Brexit - Deutsche Industrie rechnet mit massiven Erschwernissen

London (APA/Reuters) - Der Deutsche Industrie- und Handelskammertag (DIHK) hat für die deutschen Unternehmen die heiße Phase vor dem Brexit ...

London (APA/Reuters) - Der Deutsche Industrie- und Handelskammertag (DIHK) hat für die deutschen Unternehmen die heiße Phase vor dem Brexit eingeläutet. Ein Jahr vor dem geplanten EU-Ausstieg der Briten legte der Verband heute, Donnerstag, eine Checkliste für die Firmen vor.
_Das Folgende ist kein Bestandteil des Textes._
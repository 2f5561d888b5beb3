//! Response metadata extraction middleware.
//!
//! After-phase only: parses the well-known rate-limit, OAuth-scope, etag,
//! and pagination-link headers into an [`ApiInfo`] attached to the
//! response. Extraction degrades to defaults, so this stage never turns a
//! reply into a failure.

use std::task::{Context, Poll};

use tower::{Layer, Service};

use relais_core::{ApiInfo, Envelope, Error, Result};

use crate::pipeline::HandlerFuture;

/// Layer that attaches [`ApiInfo`] to responses.
#[derive(Debug, Clone, Copy, Default)]
pub struct MetadataLayer;

impl MetadataLayer {
    /// Create a new metadata layer.
    #[must_use]
    pub const fn new() -> Self {
        Self
    }
}

impl<S> Layer<S> for MetadataLayer {
    type Service = Metadata<S>;

    fn layer(&self, inner: S) -> Self::Service {
        Metadata { inner }
    }
}

/// Service that attaches [`ApiInfo`] to responses.
#[derive(Debug, Clone)]
pub struct Metadata<S> {
    inner: S,
}

impl<S> Service<Envelope> for Metadata<S>
where
    S: Service<Envelope, Response = Envelope, Error = Error> + Clone + Send + 'static,
    S::Future: Send,
{
    type Response = Envelope;
    type Error = Error;
    type Future = HandlerFuture;

    fn poll_ready(&mut self, cx: &mut Context<'_>) -> Poll<Result<()>> {
        self.inner.poll_ready(cx)
    }

    fn call(&mut self, envelope: Envelope) -> Self::Future {
        let mut inner = self.inner.clone();

        Box::pin(async move {
            let mut envelope = inner.call(envelope).await?;

            if let Some(response) = envelope.response_mut() {
                let api_info = ApiInfo::from_headers(response.headers());
                response.set_api_info(api_info);
            }

            Ok(envelope)
        })
    }
}

#[cfg(test)]
mod tests {
    use bytes::Bytes;
    use relais_core::{HeaderMap, Method, Request, Response, Transport};

    use super::*;
    use crate::pipeline::PipelineBuilder;

    #[derive(Clone)]
    struct FixedTransport {
        headers: HeaderMap,
    }

    impl Transport for FixedTransport {
        async fn send(&self, _request: Request) -> Result<Response> {
            Ok(Response::new(200, self.headers.clone(), Bytes::new()))
        }
    }

    fn get() -> Request {
        let url = url::Url::parse("https://api.example.com/x").expect("valid URL");
        Request::builder(Method::Get, url).build()
    }

    #[tokio::test]
    async fn attaches_api_info() {
        let headers: HeaderMap = [
            ("X-RateLimit-Limit", "60"),
            ("X-RateLimit-Remaining", "59"),
            ("ETag", "\"v1\""),
        ]
        .into_iter()
        .collect();

        let pipeline = PipelineBuilder::new()
            .register(MetadataLayer::new())
            .build(FixedTransport { headers });

        let response = pipeline.execute(get()).await.expect("response");
        let info = response.api_info().expect("api info");

        assert_eq!(info.rate_limit, 60);
        assert_eq!(info.rate_limit_remaining, 59);
        assert_eq!(info.etag.as_deref(), Some("\"v1\""));
    }

    #[tokio::test]
    async fn missing_headers_yield_defaults() {
        let pipeline = PipelineBuilder::new()
            .register(MetadataLayer::new())
            .build(FixedTransport {
                headers: HeaderMap::new(),
            });

        let response = pipeline.execute(get()).await.expect("response");
        let info = response.api_info().expect("api info");

        assert_eq!(info.rate_limit, 0);
        assert_eq!(info.rate_limit_remaining, 0);
        assert!(info.oauth_scopes.is_empty());
        assert!(info.accepted_oauth_scopes.is_empty());
        assert!(info.etag.is_none());
    }
}
//! Typed HTTP/JSON API client with a composable middleware pipeline.
//!
//! Requests flow through an onion of tower layers (authentication,
//! metadata extraction, JSON codec) terminating in a pooled TLS transport,
//! optionally decorated with a transparent conditional-GET cache.
//!
//! # Example
//!
//! ```no_run
//! use relais::prelude::*;
//!
//! #[derive(Debug, Default, Deserialize)]
//! struct User {
//!     id: u64,
//!     login: String,
//! }
//!
//! # async fn example() -> relais::Result<()> {
//! let client = ApiClient::builder("https://api.github.com")
//!     .credentials(Credentials::token("ghp_…"))
//!     .cached()
//!     .build()?;
//!
//! let response = client.get("users/octocat").await?;
//! let user: User = response.typed()?;
//! # Ok(())
//! # }
//! ```
//!
//! For custom stages, register any tower [`Layer`](middleware::Layer) over
//! [`pipeline::BoxedHandler`] on a [`pipeline::PipelineBuilder`] directly.

pub mod cache;
mod client;
mod config;
pub mod middleware;
pub mod pipeline;
pub mod prelude;
mod transport;

// Re-export client types
pub use client::{ApiClient, ApiClientBuilder, Credentials};
pub use config::{ClientConfig, ClientConfigBuilder};
pub use transport::HyperTransport;

// Re-export tower for middleware composition
pub use tower;

// Re-export core types
pub use relais_core::{
    ApiInfo, Body, Envelope, Error, HeaderMap, Method, Request, RequestBuilder, Response, Result,
    Transport, from_json, to_json,
};

// Re-export http types for status codes and headers
pub use relais_core::{StatusCode, header};

pub use url;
Darin werden Vorbereitungen für zahlreiche Änderungen und bürokratische Erschwernisse im Geschäftsverkehr mit Großbritannien genannt.

Der DIHK warnte, ob es noch in der vereinbarten Brexit-Übergangsphase bis Ende Dezember 2020 rechtzeitig zu einem Freihandelsabkommen komme, sei völlig ungewiss.
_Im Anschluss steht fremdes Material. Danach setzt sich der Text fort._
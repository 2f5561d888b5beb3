//! HTTP method types.

use derive_more::Display;

/// HTTP request method.
#[derive(Debug, Clone, Copy, PartialEq, Eq, Hash, Display)]
pub enum Method {
    /// GET method - retrieve a resource.
    #[display("GET")]
    Get,
    /// POST method - create a resource.
    #[display("POST")]
    Post,
    /// PUT method - replace a resource.
    #[display("PUT")]
    Put,
    /// PATCH method - partially update a resource.
    #[display("PATCH")]
    Patch,
    /// DELETE method - remove a resource.
    #[display("DELETE")]
    Delete,
}

impl Method {
    /// Returns `true` if responses to this method may be cached.
    ///
    /// Only GET qualifies: every other method may carry side effects, and a
    /// stale local copy of its response must never be served.
    #[must_use]
    pub const fn is_cacheable(&self) -> bool {
        matches!(self, Self::Get)
    }
}

impl From<Method> for http::Method {
    fn from(method: Method) -> Self {
        match method {
            Method::Get => Self::GET,
            Method::Post => Self::POST,
            Method::Put => Self::PUT,
            Method::Patch => Self::PATCH,
            Method::Delete => Self::DELETE,
        }
    }
}

#[cfg(test)]
mod tests {
    use super::*;

    #[test]
    fn method_display() {
        assert_eq!(Method::Get.to_string(), "GET");
        assert_eq!(Method::Post.to_string(), "POST");
        assert_eq!(Method::Put.to_string(), "PUT");
        assert_eq!(Method::Patch.to_string(), "PATCH");
        assert_eq!(Method::Delete.to_string(), "DELETE");
    }

    #[test]
    fn method_is_cacheable() {
        assert!(Method::Get.is_cacheable());
        assert!(!Method::Post.is_cacheable());
        assert!(!Method::Put.is_cacheable());
        assert!(!Method::Patch.is_cacheable());
        assert!(!Method::Delete.is_cacheable());
    }

    #[test]
    fn method_into_http() {
        assert_eq!(http::Method::from(Method::Get), http::Method::GET);
        assert_eq!(http::Method::from(Method::Patch), http::Method::PATCH);
    }
}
„Insbesondere im Warenverkehr wird es eine Reihe von Verschlechterungen geben“, heißt es in dem Papier, das der Nachrichtenagentur Reuters vorlag. So drohten Belastungen durch Zölle und aufwendige Zollverfahren. Im Luftverkehr würden nach dem Brexit neue Abkommen nötig. Auch bei Finanzgeschäften dürften sich laut DIHK die Bedingungen ändern, was mitunter zu höheren Finanzierungskosten führen würde.